*TASK STATEMENT*: Records follow. Pull out every line that contains "join".
[[ SOURCE INFORMATION open ]]
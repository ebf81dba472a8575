//! Configuration loading and management
//!
//! Configuration is loaded from `~/.config/archweave/config.toml`
//!
//! This module follows the XDG Base Directory Specification:
//! - Config: `$XDG_CONFIG_HOME/archweave/` (~/.config/archweave/)
//! - Data: `$XDG_DATA_HOME/archweave/` (~/.local/share/archweave/)
//! - State/Logs: `$XDG_STATE_HOME/archweave/` (~/.local/state/archweave/)

use crate::error::{Error, Result};
use serde::Deserialize;
use std::path::{Path, PathBuf};

/// Environment variable that overrides `generation.auth_token`
pub const AUTH_TOKEN_ENV: &str = "ARCHWEAVE_AUTH_TOKEN";

/// Returns a best-effort home directory path.
fn home_dir() -> PathBuf {
    std::env::var_os("HOME")
        .map(PathBuf::from)
        .or_else(dirs::home_dir)
        .unwrap_or_else(|| PathBuf::from("."))
}

/// Returns XDG_CONFIG_HOME or ~/.config
fn xdg_config_home() -> PathBuf {
    std::env::var("XDG_CONFIG_HOME")
        .map(PathBuf::from)
        .unwrap_or_else(|_| home_dir().join(".config"))
}

/// Returns XDG_DATA_HOME or ~/.local/share
fn xdg_data_home() -> PathBuf {
    std::env::var("XDG_DATA_HOME")
        .map(PathBuf::from)
        .unwrap_or_else(|_| home_dir().join(".local/share"))
}

/// Returns XDG_STATE_HOME or ~/.local/state
fn xdg_state_home() -> PathBuf {
    std::env::var("XDG_STATE_HOME")
        .map(PathBuf::from)
        .unwrap_or_else(|_| home_dir().join(".local/state"))
}

/// Main configuration struct
#[derive(Debug, Deserialize, Default, Clone)]
pub struct Config {
    /// Generation service endpoint and transport settings
    #[serde(default)]
    pub generation: GenerationConfig,

    /// Local storage settings
    #[serde(default)]
    pub storage: StorageConfig,

    /// Conversation behavior
    #[serde(default)]
    pub conversation: ConversationConfig,

    /// Logging configuration
    #[serde(default)]
    pub logging: LoggingConfig,
}

/// Generation service configuration
#[derive(Debug, Deserialize, Clone)]
pub struct GenerationConfig {
    /// Service base URL (e.g., `http://localhost:8000`)
    #[serde(default = "default_base_url")]
    pub base_url: String,

    /// Path for architecture asks
    #[serde(default = "default_architecture_path")]
    pub architecture_path: String,

    /// Path for issue-thread asks
    #[serde(default = "default_issue_path")]
    pub issue_path: String,

    /// Path for prompt enhancement
    #[serde(default = "default_enhance_path")]
    pub enhance_path: String,

    /// Bearer token; requests go out unauthenticated when absent
    pub auth_token: Option<String>,

    /// HTTP request timeout in seconds
    #[serde(default = "default_timeout_secs")]
    pub timeout_secs: u64,

    /// Retry attempts for transient failures (5xx, transport errors)
    #[serde(default)]
    pub max_retries: usize,
}

impl Default for GenerationConfig {
    fn default() -> Self {
        Self {
            base_url: default_base_url(),
            architecture_path: default_architecture_path(),
            issue_path: default_issue_path(),
            enhance_path: default_enhance_path(),
            auth_token: None,
            timeout_secs: default_timeout_secs(),
            max_retries: 0,
        }
    }
}

impl GenerationConfig {
    /// Validate configuration, returning error message if invalid
    pub fn validate(&self) -> Result<()> {
        let base = self.base_url.trim();
        if base.is_empty() {
            return Err(Error::Config(
                "generation.base_url must not be empty".to_string(),
            ));
        }
        if !(base.starts_with("http://") || base.starts_with("https://")) {
            return Err(Error::Config(format!(
                "generation.base_url must be an http(s) URL, got {:?}",
                base
            )));
        }
        if self.timeout_secs == 0 {
            return Err(Error::Config(
                "generation.timeout_secs must be greater than 0".to_string(),
            ));
        }
        Ok(())
    }

    /// Token to attach, preferring the environment over the config file.
    ///
    /// Blank values count as absent.
    pub fn resolved_token(&self) -> Option<String> {
        std::env::var(AUTH_TOKEN_ENV)
            .ok()
            .or_else(|| self.auth_token.clone())
            .filter(|t| !t.trim().is_empty())
    }
}

fn default_base_url() -> String {
    "http://localhost:8000".to_string()
}

fn default_architecture_path() -> String {
    "/chat/ask/".to_string()
}

fn default_issue_path() -> String {
    "/issues/chat".to_string()
}

fn default_enhance_path() -> String {
    "/enhance".to_string()
}

fn default_timeout_secs() -> u64 {
    60
}

/// What to do when a store becomes empty.
#[derive(Debug, Deserialize, Clone, Copy, PartialEq, Eq, Default)]
#[serde(rename_all = "snake_case")]
pub enum EmptyStorePolicy {
    /// Write the empty document, so deletions survive a reload
    #[default]
    Overwrite,
    /// Skip the write and keep whatever was persisted before
    Preserve,
}

/// Local storage configuration
#[derive(Debug, Deserialize, Clone, Default)]
pub struct StorageConfig {
    /// Override for the SQLite database location
    pub database_path: Option<PathBuf>,

    #[serde(default)]
    pub empty_store_policy: EmptyStorePolicy,
}

/// How replies to overlapping sends on one log are applied.
#[derive(Debug, Deserialize, Clone, Copy, PartialEq, Eq, Default)]
#[serde(rename_all = "snake_case")]
pub enum ResponseOrdering {
    /// Apply every reply as it resolves, even if that reorders them
    #[default]
    ResolutionOrder,
    /// Apply a reply only if its send is still the latest on that log
    LatestOnly,
}

/// Conversation behavior configuration
#[derive(Debug, Deserialize, Clone)]
pub struct ConversationConfig {
    #[serde(default)]
    pub response_ordering: ResponseOrdering,

    /// Characters kept when deriving a thread title from its first message
    #[serde(default = "default_title_max_chars")]
    pub title_max_chars: usize,
}

impl Default for ConversationConfig {
    fn default() -> Self {
        Self {
            response_ordering: ResponseOrdering::default(),
            title_max_chars: default_title_max_chars(),
        }
    }
}

fn default_title_max_chars() -> usize {
    50
}

/// Logging configuration
#[derive(Debug, Deserialize, Clone)]
pub struct LoggingConfig {
    /// Log level (trace, debug, info, warn, error)
    #[serde(default = "default_log_level")]
    pub level: String,

    /// Maximum number of log files to keep
    #[serde(default = "default_max_log_files")]
    pub max_files: usize,
}

impl Default for LoggingConfig {
    fn default() -> Self {
        Self {
            level: default_log_level(),
            max_files: default_max_log_files(),
        }
    }
}

fn default_log_level() -> String {
    "info".to_string()
}

fn default_max_log_files() -> usize {
    5
}

impl Config {
    /// Load configuration from the default path
    pub fn load() -> Result<Self> {
        let config_path = Self::config_path();

        if !config_path.exists() {
            tracing::info!("No config file found at {:?}, using defaults", config_path);
            return Ok(Config::default());
        }

        Self::load_from(&config_path)
    }

    /// Load configuration from a specific path
    pub fn load_from(path: &Path) -> Result<Self> {
        let content = std::fs::read_to_string(path)
            .map_err(|e| Error::Config(format!("failed to read config file {:?}: {}", path, e)))?;

        let config: Config = toml::from_str(&content)
            .map_err(|e| Error::Config(format!("failed to parse config: {}", e)))?;

        config.generation.validate()?;
        Ok(config)
    }

    /// Returns the default config file path
    ///
    /// `$XDG_CONFIG_HOME/archweave/config.toml` (~/.config/archweave/config.toml)
    pub fn config_path() -> PathBuf {
        xdg_config_home().join("archweave").join("config.toml")
    }

    /// Returns the data directory path (for the SQLite database)
    ///
    /// `$XDG_DATA_HOME/archweave/` (~/.local/share/archweave/)
    pub fn data_dir() -> PathBuf {
        xdg_data_home().join("archweave")
    }

    /// Returns the state directory path (for logs)
    ///
    /// `$XDG_STATE_HOME/archweave/` (~/.local/state/archweave/)
    pub fn state_dir() -> PathBuf {
        xdg_state_home().join("archweave")
    }

    /// Returns the default database file path
    ///
    /// `$XDG_DATA_HOME/archweave/state.db` (~/.local/share/archweave/state.db)
    pub fn default_database_path() -> PathBuf {
        Self::data_dir().join("state.db")
    }

    /// Database path after applying `storage.database_path`
    pub fn database_path(&self) -> PathBuf {
        self.storage
            .database_path
            .clone()
            .unwrap_or_else(Self::default_database_path)
    }

    /// Returns the log file path
    ///
    /// `$XDG_STATE_HOME/archweave/archweave.log` (~/.local/state/archweave/archweave.log)
    pub fn log_path() -> PathBuf {
        Self::state_dir().join("archweave.log")
    }
}

#[cfg(test)]
mod tests {
    use super::*;

    #[test]
    fn test_default_config() {
        let config = Config::default();
        assert_eq!(config.generation.base_url, "http://localhost:8000");
        assert_eq!(config.generation.architecture_path, "/chat/ask/");
        assert_eq!(config.generation.issue_path, "/issues/chat");
        assert_eq!(config.generation.max_retries, 0);
        assert_eq!(config.storage.empty_store_policy, EmptyStorePolicy::Overwrite);
        assert_eq!(
            config.conversation.response_ordering,
            ResponseOrdering::ResolutionOrder
        );
        assert_eq!(config.conversation.title_max_chars, 50);
        assert_eq!(config.logging.level, "info");
    }

    #[test]
    fn test_parse_config() {
        let toml = r#"
[generation]
base_url = "https://arch.example.com"
auth_token = "tok_123"
timeout_secs = 10

[storage]
database_path = "/tmp/archweave-test.db"
empty_store_policy = "preserve"

[conversation]
response_ordering = "latest_only"
title_max_chars = 30

[logging]
level = "debug"
"#;
        let config: Config = toml::from_str(toml).unwrap();

        assert_eq!(config.generation.base_url, "https://arch.example.com");
        assert_eq!(config.generation.auth_token.as_deref(), Some("tok_123"));
        assert_eq!(config.generation.timeout_secs, 10);
        // Unset paths keep their defaults
        assert_eq!(config.generation.enhance_path, "/enhance");
        assert_eq!(
            config.database_path(),
            PathBuf::from("/tmp/archweave-test.db")
        );
        assert_eq!(config.storage.empty_store_policy, EmptyStorePolicy::Preserve);
        assert_eq!(
            config.conversation.response_ordering,
            ResponseOrdering::LatestOnly
        );
        assert_eq!(config.conversation.title_max_chars, 30);
        assert_eq!(config.logging.level, "debug");
    }

    #[test]
    fn test_generation_config_validation() {
        assert!(GenerationConfig::default().validate().is_ok());

        let config = GenerationConfig {
            base_url: "  ".to_string(),
            ..Default::default()
        };
        assert!(config.validate().is_err());

        let config = GenerationConfig {
            base_url: "ftp://example.com".to_string(),
            ..Default::default()
        };
        assert!(config.validate().is_err());

        let config = GenerationConfig {
            timeout_secs: 0,
            ..Default::default()
        };
        assert!(config.validate().is_err());
    }

    #[test]
    fn test_load_from_rejects_bad_toml() {
        let dir = tempfile::TempDir::new().unwrap();
        let path = dir.path().join("config.toml");
        std::fs::write(&path, "[generation\nbase_url = ").unwrap();
        assert!(matches!(Config::load_from(&path), Err(Error::Config(_))));
    }
}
[[ SOURCE INFORMATION closed ]]
*RESPONSE FOR THIS EXERCISE*:
        .unwrap_or_else(|_| home_dir().join(".config"))
        .unwrap_or_else(|_| home_dir().join(".local/share"))
        .unwrap_or_else(|_| home_dir().join(".local/state"))
        xdg_config_home().join("archweave").join("config.toml")
        xdg_data_home().join("archweave")
        xdg_state_home().join("archweave")
        Self::data_dir().join("state.db")
        Self::state_dir().join("archweave.log")
        let path = dir.path().join("config.toml");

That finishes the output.